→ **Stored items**
____

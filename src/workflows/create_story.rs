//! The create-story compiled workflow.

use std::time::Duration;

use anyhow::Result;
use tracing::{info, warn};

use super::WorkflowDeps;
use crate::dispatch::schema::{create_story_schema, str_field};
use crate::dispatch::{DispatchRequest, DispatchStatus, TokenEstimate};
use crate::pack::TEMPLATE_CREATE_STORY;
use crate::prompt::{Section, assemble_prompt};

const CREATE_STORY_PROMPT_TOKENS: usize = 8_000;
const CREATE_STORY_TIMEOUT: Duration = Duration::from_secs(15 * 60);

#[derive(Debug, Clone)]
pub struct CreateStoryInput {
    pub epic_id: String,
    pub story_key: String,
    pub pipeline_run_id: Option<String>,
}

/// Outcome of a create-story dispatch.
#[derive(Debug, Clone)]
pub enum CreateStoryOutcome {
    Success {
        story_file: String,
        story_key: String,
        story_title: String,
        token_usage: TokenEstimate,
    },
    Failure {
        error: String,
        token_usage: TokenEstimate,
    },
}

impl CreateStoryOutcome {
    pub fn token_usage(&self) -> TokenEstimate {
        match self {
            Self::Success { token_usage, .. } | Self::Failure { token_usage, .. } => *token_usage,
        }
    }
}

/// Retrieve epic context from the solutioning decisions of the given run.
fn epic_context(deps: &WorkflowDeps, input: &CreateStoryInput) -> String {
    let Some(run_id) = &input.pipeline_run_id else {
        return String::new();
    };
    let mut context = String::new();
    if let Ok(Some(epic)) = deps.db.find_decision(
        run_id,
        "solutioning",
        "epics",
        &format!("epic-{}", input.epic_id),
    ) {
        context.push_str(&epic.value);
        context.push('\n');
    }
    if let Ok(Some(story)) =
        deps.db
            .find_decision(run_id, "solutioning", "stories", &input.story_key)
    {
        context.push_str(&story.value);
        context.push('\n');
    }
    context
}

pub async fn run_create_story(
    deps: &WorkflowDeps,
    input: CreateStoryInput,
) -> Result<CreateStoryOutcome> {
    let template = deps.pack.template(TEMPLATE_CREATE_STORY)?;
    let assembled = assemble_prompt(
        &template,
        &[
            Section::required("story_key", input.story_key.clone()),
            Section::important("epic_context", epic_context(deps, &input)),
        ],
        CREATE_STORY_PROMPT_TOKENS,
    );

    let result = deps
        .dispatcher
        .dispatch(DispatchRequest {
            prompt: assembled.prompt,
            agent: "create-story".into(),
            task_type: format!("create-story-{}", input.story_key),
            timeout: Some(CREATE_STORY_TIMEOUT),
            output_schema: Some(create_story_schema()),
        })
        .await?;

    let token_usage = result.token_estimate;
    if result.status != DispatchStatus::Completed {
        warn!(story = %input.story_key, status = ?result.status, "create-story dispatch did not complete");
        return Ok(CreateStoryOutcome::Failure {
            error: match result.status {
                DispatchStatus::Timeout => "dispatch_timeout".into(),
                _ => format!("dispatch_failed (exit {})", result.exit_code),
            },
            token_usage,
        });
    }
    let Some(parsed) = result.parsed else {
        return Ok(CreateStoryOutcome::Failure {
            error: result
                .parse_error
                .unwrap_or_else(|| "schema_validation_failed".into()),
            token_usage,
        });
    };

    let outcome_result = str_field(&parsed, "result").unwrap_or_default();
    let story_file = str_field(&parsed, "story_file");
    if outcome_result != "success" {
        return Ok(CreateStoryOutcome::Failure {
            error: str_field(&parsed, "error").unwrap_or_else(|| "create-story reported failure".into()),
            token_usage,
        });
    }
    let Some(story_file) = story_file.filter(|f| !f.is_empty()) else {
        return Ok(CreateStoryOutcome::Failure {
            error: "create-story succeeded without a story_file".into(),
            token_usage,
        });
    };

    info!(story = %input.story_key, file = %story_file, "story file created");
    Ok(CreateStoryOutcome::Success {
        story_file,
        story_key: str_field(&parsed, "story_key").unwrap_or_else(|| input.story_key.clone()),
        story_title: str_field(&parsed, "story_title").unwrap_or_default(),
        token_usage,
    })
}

____

→ **Task details**
Print out the data exactly once more.

→ **Response box**
filename src/workflows/create_story.rs
//! The create-story compiled workflow.

use std::time::Duration;

use anyhow::Result;
use tracing::{info, warn};

use super::WorkflowDeps;
use crate::dispatch::schema::{create_story_schema, str_field};
use crate::dispatch::{DispatchRequest, DispatchStatus, TokenEstimate};
use crate::pack::TEMPLATE_CREATE_STORY;
use crate::prompt::{Section, assemble_prompt};

const CREATE_STORY_PROMPT_TOKENS: usize = 8_000;
const CREATE_STORY_TIMEOUT: Duration = Duration::from_secs(15 * 60);

#[derive(Debug, Clone)]
pub struct CreateStoryInput {
    pub epic_id: String,
    pub story_key: String,
    pub pipeline_run_id: Option<String>,
}

/// Outcome of a create-story dispatch.
#[derive(Debug, Clone)]
pub enum CreateStoryOutcome {
    Success {
        story_file: String,
        story_key: String,
        story_title: String,
        token_usage: TokenEstimate,
    },
    Failure {
        error: String,
        token_usage: TokenEstimate,
    },
}

impl CreateStoryOutcome {
    pub fn token_usage(&self) -> TokenEstimate {
        match self {
            Self::Success { token_usage, .. } | Self::Failure { token_usage, .. } => *token_usage,
        }
    }
}

/// Retrieve epic context from the solutioning decisions of the given run.
fn epic_context(deps: &WorkflowDeps, input: &CreateStoryInput) -> String {
    let Some(run_id) = &input.pipeline_run_id else {
        return String::new();
    };
    let mut context = String::new();
    if let Ok(Some(epic)) = deps.db.find_decision(
        run_id,
        "solutioning",
        "epics",
        &format!("epic-{}", input.epic_id),
    ) {
        context.push_str(&epic.value);
        context.push('\n');
    }
    if let Ok(Some(story)) =
        deps.db
            .find_decision(run_id, "solutioning", "stories", &input.story_key)
    {
        context.push_str(&story.value);
        context.push('\n');
    }
    context
}

pub async fn run_create_story(
    deps: &WorkflowDeps,
    input: CreateStoryInput,
) -> Result<CreateStoryOutcome> {
    let template = deps.pack.template(TEMPLATE_CREATE_STORY)?;
    let assembled = assemble_prompt(
        &template,
        &[
            Section::required("story_key", input.story_key.clone()),
            Section::important("epic_context", epic_context(deps, &input)),
        ],
        CREATE_STORY_PROMPT_TOKENS,
    );

    let result = deps
        .dispatcher
        .dispatch(DispatchRequest {
            prompt: assembled.prompt,
            agent: "create-story".into(),
            task_type: format!("create-story-{}", input.story_key),
            timeout: Some(CREATE_STORY_TIMEOUT),
            output_schema: Some(create_story_schema()),
        })
        .await?;

    let token_usage = result.token_estimate;
    if result.status != DispatchStatus::Completed {
        warn!(story = %input.story_key, status = ?result.status, "create-story dispatch did not complete");
        return Ok(CreateStoryOutcome::Failure {
            error: match result.status {
                DispatchStatus::Timeout => "dispatch_timeout".into(),
                _ => format!("dispatch_failed (exit {})", result.exit_code),
            },
            token_usage,
        });
    }
    let Some(parsed) = result.parsed else {
        return Ok(CreateStoryOutcome::Failure {
            error: result
                .parse_error
                .unwrap_or_else(|| "schema_validation_failed".into()),
            token_usage,
        });
    };

    let outcome_result = str_field(&parsed, "result").unwrap_or_default();
    let story_file = str_field(&parsed, "story_file");
    if outcome_result != "success" {
        return Ok(CreateStoryOutcome::Failure {
            error: str_field(&parsed, "error").unwrap_or_else(|| "create-story reported failure".into()),
            token_usage,
        });
    }
    let Some(story_file) = story_file.filter(|f| !f.is_empty()) else {
        return Ok(CreateStoryOutcome::Failure {
            error: "create-story succeeded without a story_file".into(),
            token_usage,
        });
    };

    info!(story = %input.story_key, file = %story_file, "story file created");
    Ok(CreateStoryOutcome::Success {
        story_file,
        story_key: str_field(&parsed, "story_key").unwrap_or_else(|| input.story_key.clone()),
        story_title: str_field(&parsed, "story_title").unwrap_or_default(),
        token_usage,
    })
}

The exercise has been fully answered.